Revival And Renewal
Editor's Note:
Dr. Norman Geisler is the author of more than fifty books and one of the country's leading experts on cults. Several of his books, including When Cultists Ask, have been best-sellers in the Christian community, and Legislating Morality, which he wrote with Frank Turek, won the Gold Medallion Book Award from the Evangelical Christian Publishers Association. His latest book is Unshakable Foundations. His monumental The Baker Encyclopedia of Christian Apologetics has become a standard text. Currently, he is the president of Charlotte-based Southern Evangelical Seminary, which he co-founded in 1992.
Warren Smith: Why have you and why should Christians in general spend time learning about cults?
Norman Geisler: The number one reason is that so many people are getting trapped into them. Number two: they are dangerous. They are doctrinally dangerous, and some of them are physically dangerous. Waco. Jonestown. Some of these images are still in our minds, images of people committing suicide or going up in flames.
And in a society where cults are knocking at your door aggressively -- like Mormons or Jehovah's witnesses, for example -- literally stealing many people out of the churches -- we have to be forewarned and forearmed to handle them.
So we have a program here at the seminary, a master's degree in a cult ministries. I help people who are going to be pastors or Christian educators directors evangelistic to deal with the people trapped in the cults keep their own young people from getting into the cults and defend the orthodox Christianity against their attacks.
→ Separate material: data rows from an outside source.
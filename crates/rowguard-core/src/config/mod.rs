//! Configuration types for Rowguard.
//!
//! Rendering is driven by a single [`DialectConfig`], usually loaded from a
//! `rowguard.yaml` file kept next to the migrations it generates.

pub mod dialect;

use thiserror::Error;

pub use dialect::{DialectConfig, UnknownValuePolicy};

/// Errors raised while loading configuration.
#[derive(Debug, Error)]
pub enum ConfigError {
    #[error("IO error: {0}")]
    Io(#[from] std::io::Error),

    #[error("YAML parse error: {0}")]
    Yaml(#[from] serde_yaml::Error),

    #[error("Configuration error: {0}")]
    Config(String),
}
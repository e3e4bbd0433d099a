//! CREATE POLICY assembly.
//!
//! Clause order is fixed:
//!
//! ```text
//! CREATE POLICY <name> ON <table> [AS RESTRICTIVE] FOR <COMMAND> [TO <role>]
//!     [USING (<condition>)] [WITH CHECK (<condition>)]
//! ```
//!
//! Companion statements (enabling RLS, dropping an existing policy, index
//! creation) are optional and surround the policy statement.

use rowguard_core::DialectConfig;
use rowguard_rls::{
    escape_identifier, escape_qualified, extract_index_columns, IndexCandidates, RenderSql,
    RlsError,
};

use crate::definition::PolicyDefinition;

/// Options for [`render_policy_sql`].
#[derive(Debug, Clone, Copy, Default, PartialEq, Eq)]
pub struct RenderOptions {
    /// Append `CREATE INDEX IF NOT EXISTS` statements for filtered columns.
    pub include_indexes: bool,
    /// Prepend `ALTER TABLE ... ENABLE ROW LEVEL SECURITY`.
    pub enable_row_level_security: bool,
    /// Prepend `DROP POLICY IF EXISTS` so the script can be re-run.
    pub drop_existing: bool,
}

impl RenderOptions {
    pub fn with_indexes() -> Self {
        Self {
            include_indexes: true,
            ..Self::default()
        }
    }
}

/// Render a policy, and any requested companion statements, to SQL.
///
/// Statements are separated by newlines and each ends with a semicolon.
pub fn render_policy_sql(
    definition: &PolicyDefinition,
    options: &RenderOptions,
    dialect: &DialectConfig,
) -> Result<String, RlsError> {
    validate(definition)?;

    let name = escape_identifier(&definition.resolved_name(dialect)?);
    let table = escape_qualified(&definition.table);

    let mut statements = Vec::new();
    if options.enable_row_level_security {
        statements.push(format!("ALTER TABLE {} ENABLE ROW LEVEL SECURITY;", table));
    }
    if options.drop_existing {
        statements.push(format!("DROP POLICY IF EXISTS {} ON {};", name, table));
    }
    statements.push(create_policy_statement(definition, &name, &table, dialect)?);

    let mut index_count = 0;
    if options.include_indexes {
        let indexes = policy_index_columns(definition);
        index_count = indexes.len();
        statements.extend(indexes.to_statements(dialect)?);
    }

    tracing::debug!(
        policy = %name,
        table = %table,
        command = %definition.command,
        restrictive = definition.kind.is_restrictive(),
        index_count,
        "Rendered policy"
    );

    Ok(statements.join("\n"))
}

fn create_policy_statement(
    definition: &PolicyDefinition,
    name: &str,
    table: &str,
    dialect: &DialectConfig,
) -> Result<String, RlsError> {
    let mut sql = format!("CREATE POLICY {} ON {}", name, table);
    if definition.kind.is_restrictive() {
        sql.push_str(" AS RESTRICTIVE");
    }
    sql.push_str(" FOR ");
    sql.push_str(definition.command.as_sql());
    if let Some(role) = &definition.role {
        sql.push_str(" TO ");
        sql.push_str(&escape_identifier(role));
    }
    if let Some(using) = &definition.using {
        sql.push_str(&format!(" USING ({})", using.render_sql(dialect)?));
    }
    if let Some(with_check) = &definition.with_check {
        sql.push_str(&format!(" WITH CHECK ({})", with_check.render_sql(dialect)?));
    }
    sql.push(';');
    Ok(sql)
}

fn validate(definition: &PolicyDefinition) -> Result<(), RlsError> {
    if definition.table.trim().is_empty() {
        return Err(RlsError::construction("policy table is required"));
    }
    if definition.using.is_some() && !definition.command.filters_existing_rows() {
        return Err(RlsError::construction(format!(
            "{} policies only accept WITH CHECK, not USING",
            definition.command
        )));
    }
    if definition.with_check.is_some() && !definition.command.checks_new_rows() {
        return Err(RlsError::construction(format!(
            "{} policies only accept USING, not WITH CHECK",
            definition.command
        )));
    }
    Ok(())
}

/// Index candidates across both of a policy's conditions.
pub fn policy_index_columns(definition: &PolicyDefinition) -> IndexCandidates {
    let mut candidates = IndexCandidates::new();
    for condition in [&definition.using, &definition.with_check].into_iter().flatten() {
        candidates.extend(&extract_index_columns(condition, &definition.table));
    }
    candidates
}

/// `DROP POLICY IF EXISTS` for a definition, for down migrations.
pub fn drop_policy_sql(
    definition: &PolicyDefinition,
    dialect: &DialectConfig,
) -> Result<String, RlsError> {
    Ok(format!(
        "DROP POLICY IF EXISTS {} ON {};",
        escape_identifier(&definition.resolved_name(dialect)?),
        escape_qualified(&definition.table)
    ))
}

#[cfg(test)]
mod tests {
    use super::*;
    use crate::definition::policy;
    use pretty_assertions::assert_eq;
    use rowguard_core::PolicyCommand;
    use rowguard_rls::{column, current_user_id};

    fn owner_policy() -> PolicyDefinition {
        policy("user_docs")
            .on("documents")
            .all()
            .to("authenticated")
            .using(column("user_id").eq(current_user_id()))
            .with_check(column("user_id").eq(current_user_id()))
            .build()
            .unwrap()
    }

    #[test]
    fn test_clause_order() {
        let sql = owner_policy().to_sql(&RenderOptions::default()).unwrap();
        assert_eq!(
            sql,
            "CREATE POLICY user_docs ON documents FOR ALL TO authenticated USING (user_id = auth.uid()) WITH CHECK (user_id = auth.uid());"
        );
    }

    #[test]
    fn test_restrictive_marker_follows_table() {
        let mut definition = owner_policy();
        definition.kind = rowguard_core::PolicyKind::Restrictive;
        let sql = definition.to_sql(&RenderOptions::default()).unwrap();
        assert!(sql.starts_with(
            "CREATE POLICY user_docs ON documents AS RESTRICTIVE FOR ALL TO authenticated"
        ));
    }

    #[test]
    fn test_companion_statements() {
        let options = RenderOptions {
            include_indexes: true,
            enable_row_level_security: true,
            drop_existing: true,
        };
        let sql = owner_policy().to_sql(&options).unwrap();
        let lines: Vec<&str> = sql.lines().collect();
        assert_eq!(
            lines,
            vec![
                "ALTER TABLE documents ENABLE ROW LEVEL SECURITY;",
                "DROP POLICY IF EXISTS user_docs ON documents;",
                "CREATE POLICY user_docs ON documents FOR ALL TO authenticated USING (user_id = auth.uid()) WITH CHECK (user_id = auth.uid());",
                "CREATE INDEX IF NOT EXISTS idx_documents_user_id ON documents (user_id);",
            ]
        );
    }

    #[test]
    fn test_using_rejected_for_insert() {
        let mut definition = owner_policy();
        definition.command = PolicyCommand::Insert;
        let err = definition.to_sql(&RenderOptions::default()).unwrap_err();
        assert!(err.is_construction_error());
    }

    #[test]
    fn test_with_check_rejected_for_select() {
        let mut definition = owner_policy();
        definition.command = PolicyCommand::Select;
        let err = definition.to_sql(&RenderOptions::default()).unwrap_err();
        assert!(err.to_string().contains("WITH CHECK"));
    }

    #[test]
    fn test_empty_table_rejected() {
        let mut definition = owner_policy();
        definition.table = String::new();
        assert!(definition.to_sql(&RenderOptions::default()).is_err());
    }

    #[test]
    fn test_quoted_role_and_table() {
        let definition = policy("p")
            .on("audit-log")
            .read()
            .to("app-reader")
            .build()
            .unwrap();
        assert_eq!(
            definition.to_sql(&RenderOptions::default()).unwrap(),
            "CREATE POLICY p ON \"audit-log\" FOR SELECT TO \"app-reader\";"
        );
    }

    #[test]
    fn test_drop_policy_sql() {
        assert_eq!(
            drop_policy_sql(&owner_policy(), &DialectConfig::default()).unwrap(),
            "DROP POLICY IF EXISTS user_docs ON documents;"
        );
    }

    #[test]
    fn test_custom_dialect() {
        let dialect = DialectConfig::default()
            .with_current_user_expression("current_setting('request.jwt.claim.sub')::uuid");
        let sql = owner_policy()
            .render(&RenderOptions::default(), &dialect)
            .unwrap();
        assert!(sql.contains("USING (user_id = current_setting('request.jwt.claim.sub')::uuid)"));
    }
}
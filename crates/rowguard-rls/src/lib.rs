//! # rowguard-rls
//!
//! The condition model and SQL rendering engine behind Rowguard policies.
//!
//! This crate provides:
//! - Escaping of identifiers and literal values
//! - A closed [`Condition`] tree that renders to self-contained SQL
//! - Composition helpers that keep AND/OR groups flat
//! - Subquery builders that reject dangling table references
//! - Extraction of columns worth indexing for a policy
//!
//! ## Example
//!
//! ```
//! use rowguard_rls::{column, current_user_id, RenderSql};
//!
//! let condition = column("user_id")
//!     .eq(current_user_id())
//!     .or(column("is_public").eq(true));
//!
//! assert_eq!(
//!     condition.to_sql().unwrap(),
//!     "(user_id = auth.uid() OR is_public = TRUE)"
//! );
//! ```

pub mod compose;
pub mod condition;
pub mod error;
pub mod escape;
pub mod helper;
pub mod index;
pub mod references;
pub mod render;
pub mod subquery;
pub mod value;

pub use compose::{all, any, DEFAULT_TENANT_KEY};
pub use condition::{
    ComparisonOp, Condition, FunctionArg, LogicalOp, Membership, NullCheck, PatternOp,
};
pub use error::RlsError;
pub use escape::{
    escape_identifier, escape_qualified, escape_string_literal, escape_value,
    sanitize_identifier_name,
};
pub use helper::{always_true, has_role, has_role_in, Helper};
pub use index::{extract_index_columns, IndexCandidates};
pub use references::{check_references, missing_references, ReferenceClause};
pub use render::RenderSql;
pub use subquery::{
    from, from_as, Join, JoinKind, SubqueryBuilder, SubqueryDefinition, SubqueryTable,
};
pub use value::{
    column, current_role, current_user_id, raw, session, ColumnRef, ContextValue, RawSql,
    SessionType, SqlValue,
};
//! Dialect configuration for SQL rendering.
//!
//! Holds the dialect constants that condition rendering depends on: the
//! expression naming the current authenticated user, the session lookup
//! function, the maximum identifier length and how unknown literal values
//! are escaped.

use serde::{Deserialize, Serialize};
use std::fs;
use std::path::Path;

use super::ConfigError;

/// Smallest identifier limit accepted; truncated names still need room for
/// the hash suffix.
const MIN_IDENTIFIER_LENGTH: usize = 16;

/// What the escaper does with a value that has no escaping rule.
#[derive(Debug, Clone, Copy, PartialEq, Eq, Default, Serialize, Deserialize)]
#[serde(rename_all = "lowercase")]
pub enum UnknownValuePolicy {
    /// Fail with an unsupported value error.
    #[default]
    Reject,
    /// Stringify the value and single-quote it.
    Quote,
}

/// Rendering configuration for a PostgreSQL-family dialect.
#[derive(Debug, Clone, PartialEq, Serialize, Deserialize)]
pub struct DialectConfig {
    /// Expression yielding the current authenticated user's id.
    #[serde(default = "default_current_user_expression")]
    pub current_user_expression: String,

    /// Expression yielding the current database role.
    #[serde(default = "default_current_role_expression")]
    pub current_role_expression: String,

    /// Function used to read session variables.
    #[serde(default = "default_session_function")]
    pub session_function: String,

    /// Pass `missing_ok = true` to the session function so unset variables
    /// read as NULL instead of raising.
    #[serde(default)]
    pub session_missing_ok: bool,

    /// Maximum identifier length in bytes.
    #[serde(default = "default_max_identifier_length")]
    pub max_identifier_length: usize,

    /// Escaping behavior for values with no escaping rule.
    #[serde(default)]
    pub unknown_values: UnknownValuePolicy,

    /// Table consulted by role checks.
    #[serde(default = "default_role_table")]
    pub default_role_table: String,

    /// Type that date literals are cast to.
    #[serde(default = "default_timestamp_cast")]
    pub timestamp_cast: String,
}

impl Default for DialectConfig {
    fn default() -> Self {
        Self {
            current_user_expression: default_current_user_expression(),
            current_role_expression: default_current_role_expression(),
            session_function: default_session_function(),
            session_missing_ok: false,
            max_identifier_length: default_max_identifier_length(),
            unknown_values: UnknownValuePolicy::default(),
            default_role_table: default_role_table(),
            timestamp_cast: default_timestamp_cast(),
        }
    }
}

impl DialectConfig {
    /// Create the default PostgreSQL configuration.
    pub fn new() -> Self {
        Self::default()
    }

    /// Load dialect configuration from a YAML file.
    pub fn from_file(path: impl AsRef<Path>) -> Result<Self, ConfigError> {
        let content = fs::read_to_string(path.as_ref())?;
        Self::from_yaml(&content)
    }

    /// Parse dialect configuration from YAML content.
    pub fn from_yaml(content: &str) -> Result<Self, ConfigError> {
        let config: Self = serde_yaml::from_str(content)?;
        config.validate()?;
        Ok(config)
    }

    /// Check that the configured values are usable.
    pub fn validate(&self) -> Result<(), ConfigError> {
        if self.max_identifier_length < MIN_IDENTIFIER_LENGTH {
            return Err(ConfigError::Config(format!(
                "max_identifier_length must be at least {}, got {}",
                MIN_IDENTIFIER_LENGTH, self.max_identifier_length
            )));
        }
        if self.current_user_expression.trim().is_empty() {
            return Err(ConfigError::Config(
                "current_user_expression must not be empty".to_string(),
            ));
        }
        if self.session_function.trim().is_empty() {
            return Err(ConfigError::Config(
                "session_function must not be empty".to_string(),
            ));
        }
        Ok(())
    }

    /// Use a different current-user expression (e.g. `current_setting('jwt.sub')`).
    pub fn with_current_user_expression(mut self, expression: impl Into<String>) -> Self {
        self.current_user_expression = expression.into();
        self
    }

    /// Use a different unknown value policy.
    pub fn with_unknown_values(mut self, policy: UnknownValuePolicy) -> Self {
        self.unknown_values = policy;
        self
    }

    /// Render session lookups with `missing_ok = true`.
    pub fn with_session_missing_ok(mut self, missing_ok: bool) -> Self {
        self.session_missing_ok = missing_ok;
        self
    }

    /// Use a different maximum identifier length.
    ///
    /// Lengths below the minimum accepted by [`DialectConfig::validate`] are
    /// raised to that minimum.
    pub fn with_max_identifier_length(mut self, length: usize) -> Self {
        self.max_identifier_length = length.max(MIN_IDENTIFIER_LENGTH);
        self
    }
}

fn default_current_user_expression() -> String {
    "auth.uid()".to_string()
}

fn default_current_role_expression() -> String {
    "current_user".to_string()
}

fn default_session_function() -> String {
    "current_setting".to_string()
}

fn default_max_identifier_length() -> usize {
    63
}

fn default_role_table() -> String {
    "user_roles".to_string()
}

fn default_timestamp_cast() -> String {
    "timestamp".to_string()
}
WS: Are you discovering in your own research or hearing from other people who are reading your works that cults are infiltrating the church?
NG: Yes, they are. For example, the Weigh-Down program, which was pretty widely reported.
WS: Are you talking about Gwen Shamblin and the Weigh-Down dieting program? She was teaching things that were contrary to the doctrine of the Trinity, I believe.
NG: Absolutely.
WS: And that program was marketed in the evangelical church.
NG: Absolutely.
WS: That program is still being used in some pretty conservative and evangelical churches today, even though they know about Gwen Shamblin's statements. I guess they figure her comments don't relate directly to the course, and that as long as the course itself contains no errors, then they are at liberty to use it. How do you differentiate a cult from someone or a group that is merely in error about a single or a few doctrinal points?
NG: First of all, this was no small point. They were denying the Trinity.
As for a definition, let me say that there are social and psychological dimensions to cults. But a cult by definition denies one or more fundamental Christian doctrines, such as the divinity of Christ, the Trinity, the atonement, bodily resurrection, salvation by grace.
WS: T.D. Jakes is very popular in the evangelical world, and some people say he denies the doctrine of the Trinity.
NG: That' s correct. He does. It's an old, old heresy in the Christian church called modalism. I know T.D. Jakes is very popular, and I know people don't like his ministry being called a cult, but it is. It would have been condemned by any orthodox church down through the centuries.
WS: What does it say about the evangelical church that these heretical teachings have been allowed to creep in so readily, and even when they are identified as extra-biblical, or cultic, a lot of evangelicals just wink?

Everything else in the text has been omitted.